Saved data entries
%%
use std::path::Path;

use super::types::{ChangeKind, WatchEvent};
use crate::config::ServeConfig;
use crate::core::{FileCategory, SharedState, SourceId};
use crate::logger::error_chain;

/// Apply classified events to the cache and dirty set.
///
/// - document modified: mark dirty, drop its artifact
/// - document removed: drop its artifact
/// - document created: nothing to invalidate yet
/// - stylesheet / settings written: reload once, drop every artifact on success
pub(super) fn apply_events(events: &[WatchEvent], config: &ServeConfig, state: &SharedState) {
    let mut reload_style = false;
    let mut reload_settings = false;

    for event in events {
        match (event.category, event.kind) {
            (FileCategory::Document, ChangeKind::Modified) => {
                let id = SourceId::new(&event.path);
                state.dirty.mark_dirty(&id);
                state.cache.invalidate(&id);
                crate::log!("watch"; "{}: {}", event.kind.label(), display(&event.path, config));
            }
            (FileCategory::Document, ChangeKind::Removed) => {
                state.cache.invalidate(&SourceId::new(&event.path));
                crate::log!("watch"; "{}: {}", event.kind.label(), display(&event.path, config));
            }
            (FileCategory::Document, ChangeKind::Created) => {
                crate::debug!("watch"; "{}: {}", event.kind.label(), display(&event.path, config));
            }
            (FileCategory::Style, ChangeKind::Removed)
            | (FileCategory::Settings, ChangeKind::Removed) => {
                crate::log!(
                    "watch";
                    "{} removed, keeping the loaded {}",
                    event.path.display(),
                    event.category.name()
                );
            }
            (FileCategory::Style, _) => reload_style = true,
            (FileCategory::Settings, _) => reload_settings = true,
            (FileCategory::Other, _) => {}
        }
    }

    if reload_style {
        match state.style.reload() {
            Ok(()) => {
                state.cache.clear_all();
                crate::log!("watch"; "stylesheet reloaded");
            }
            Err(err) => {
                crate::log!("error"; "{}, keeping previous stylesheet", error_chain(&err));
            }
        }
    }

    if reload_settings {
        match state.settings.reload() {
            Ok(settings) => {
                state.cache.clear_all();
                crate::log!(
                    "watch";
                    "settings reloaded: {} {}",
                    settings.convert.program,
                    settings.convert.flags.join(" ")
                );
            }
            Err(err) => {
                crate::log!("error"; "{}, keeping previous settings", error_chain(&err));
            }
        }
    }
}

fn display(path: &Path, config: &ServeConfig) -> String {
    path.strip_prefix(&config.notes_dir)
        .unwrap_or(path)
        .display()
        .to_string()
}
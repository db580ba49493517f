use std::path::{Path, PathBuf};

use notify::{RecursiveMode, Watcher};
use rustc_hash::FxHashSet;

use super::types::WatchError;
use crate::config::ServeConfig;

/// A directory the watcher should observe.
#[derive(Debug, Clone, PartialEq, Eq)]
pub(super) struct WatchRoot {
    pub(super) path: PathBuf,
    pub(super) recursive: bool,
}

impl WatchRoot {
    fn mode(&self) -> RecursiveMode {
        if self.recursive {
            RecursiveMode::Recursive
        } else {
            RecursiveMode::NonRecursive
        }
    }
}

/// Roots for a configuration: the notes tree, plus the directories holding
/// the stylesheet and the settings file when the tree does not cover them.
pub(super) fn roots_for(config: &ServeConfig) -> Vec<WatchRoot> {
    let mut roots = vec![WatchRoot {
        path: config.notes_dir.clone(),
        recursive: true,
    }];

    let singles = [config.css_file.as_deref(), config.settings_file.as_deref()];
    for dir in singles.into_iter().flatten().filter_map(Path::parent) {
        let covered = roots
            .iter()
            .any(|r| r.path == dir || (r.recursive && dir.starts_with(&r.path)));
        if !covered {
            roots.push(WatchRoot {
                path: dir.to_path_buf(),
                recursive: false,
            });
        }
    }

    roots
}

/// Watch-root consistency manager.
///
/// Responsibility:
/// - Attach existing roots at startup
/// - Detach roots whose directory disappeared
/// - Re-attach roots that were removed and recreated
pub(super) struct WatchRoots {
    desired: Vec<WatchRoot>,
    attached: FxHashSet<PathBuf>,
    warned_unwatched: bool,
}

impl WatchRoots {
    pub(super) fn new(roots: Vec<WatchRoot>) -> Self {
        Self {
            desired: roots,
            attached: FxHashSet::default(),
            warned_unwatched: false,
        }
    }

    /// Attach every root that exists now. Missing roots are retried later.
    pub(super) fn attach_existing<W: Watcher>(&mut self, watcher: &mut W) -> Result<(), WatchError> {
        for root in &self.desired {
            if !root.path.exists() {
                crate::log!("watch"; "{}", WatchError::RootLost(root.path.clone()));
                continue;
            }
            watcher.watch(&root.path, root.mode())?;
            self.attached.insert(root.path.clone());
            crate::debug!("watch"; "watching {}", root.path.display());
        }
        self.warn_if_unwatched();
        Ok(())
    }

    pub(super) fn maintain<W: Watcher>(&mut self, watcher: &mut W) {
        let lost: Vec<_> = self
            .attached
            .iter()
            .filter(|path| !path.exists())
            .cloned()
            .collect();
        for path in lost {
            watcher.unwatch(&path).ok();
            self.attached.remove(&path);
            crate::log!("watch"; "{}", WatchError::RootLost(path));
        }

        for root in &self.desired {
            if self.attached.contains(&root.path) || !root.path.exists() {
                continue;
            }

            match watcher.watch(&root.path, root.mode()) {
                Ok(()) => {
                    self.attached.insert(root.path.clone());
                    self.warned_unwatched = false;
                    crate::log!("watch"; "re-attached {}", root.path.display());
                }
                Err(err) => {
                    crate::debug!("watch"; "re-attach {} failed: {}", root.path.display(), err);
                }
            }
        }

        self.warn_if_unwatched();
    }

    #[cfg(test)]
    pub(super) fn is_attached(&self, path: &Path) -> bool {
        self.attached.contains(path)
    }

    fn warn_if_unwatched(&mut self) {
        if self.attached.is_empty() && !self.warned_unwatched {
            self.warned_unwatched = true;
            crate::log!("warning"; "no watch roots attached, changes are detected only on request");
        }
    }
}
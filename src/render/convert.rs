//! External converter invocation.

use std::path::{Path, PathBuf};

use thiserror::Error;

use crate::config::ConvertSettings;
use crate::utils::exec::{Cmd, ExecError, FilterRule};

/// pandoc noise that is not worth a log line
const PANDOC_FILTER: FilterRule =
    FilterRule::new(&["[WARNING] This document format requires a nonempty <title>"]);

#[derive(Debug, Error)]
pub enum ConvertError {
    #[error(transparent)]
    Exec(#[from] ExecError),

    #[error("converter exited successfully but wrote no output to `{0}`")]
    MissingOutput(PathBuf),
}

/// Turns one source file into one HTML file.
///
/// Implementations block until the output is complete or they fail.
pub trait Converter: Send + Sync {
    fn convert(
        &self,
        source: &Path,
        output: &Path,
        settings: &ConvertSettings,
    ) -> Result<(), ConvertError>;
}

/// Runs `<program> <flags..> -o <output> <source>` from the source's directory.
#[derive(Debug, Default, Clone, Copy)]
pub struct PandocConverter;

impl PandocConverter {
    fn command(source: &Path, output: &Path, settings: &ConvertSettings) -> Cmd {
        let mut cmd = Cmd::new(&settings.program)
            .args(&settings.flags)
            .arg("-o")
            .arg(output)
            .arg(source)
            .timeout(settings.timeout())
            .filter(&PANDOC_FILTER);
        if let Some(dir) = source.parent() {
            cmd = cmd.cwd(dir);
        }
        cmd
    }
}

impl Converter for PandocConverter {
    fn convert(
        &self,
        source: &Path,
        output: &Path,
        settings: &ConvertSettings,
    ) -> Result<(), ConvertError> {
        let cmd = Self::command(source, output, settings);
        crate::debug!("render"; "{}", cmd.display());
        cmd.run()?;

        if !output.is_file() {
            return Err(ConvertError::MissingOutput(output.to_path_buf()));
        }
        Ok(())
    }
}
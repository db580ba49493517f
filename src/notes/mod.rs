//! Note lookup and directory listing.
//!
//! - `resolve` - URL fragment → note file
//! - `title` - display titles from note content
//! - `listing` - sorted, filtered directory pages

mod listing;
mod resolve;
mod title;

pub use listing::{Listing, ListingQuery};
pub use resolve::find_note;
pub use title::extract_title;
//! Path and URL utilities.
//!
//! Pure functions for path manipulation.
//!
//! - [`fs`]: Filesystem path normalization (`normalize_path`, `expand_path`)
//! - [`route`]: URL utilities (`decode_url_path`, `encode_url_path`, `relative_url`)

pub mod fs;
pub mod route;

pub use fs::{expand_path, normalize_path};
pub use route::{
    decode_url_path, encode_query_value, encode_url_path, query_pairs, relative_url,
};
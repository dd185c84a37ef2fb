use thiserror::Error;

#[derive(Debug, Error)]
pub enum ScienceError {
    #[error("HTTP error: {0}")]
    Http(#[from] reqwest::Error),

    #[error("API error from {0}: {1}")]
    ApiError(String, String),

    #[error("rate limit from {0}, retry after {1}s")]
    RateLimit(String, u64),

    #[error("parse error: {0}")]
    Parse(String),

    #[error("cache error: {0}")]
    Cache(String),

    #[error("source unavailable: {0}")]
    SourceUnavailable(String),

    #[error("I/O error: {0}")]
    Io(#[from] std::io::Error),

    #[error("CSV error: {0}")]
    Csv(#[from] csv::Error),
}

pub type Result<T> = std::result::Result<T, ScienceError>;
%%
ACTIVITY: For each line in the entries that holds "PathBuf", return that line.

RESULT BELOW:
use std::path::{Path, PathBuf};
    pub(super) path: PathBuf,
    attached: FxHashSet<PathBuf>,
use std::path::{Path, PathBuf};
    MissingOutput(PathBuf),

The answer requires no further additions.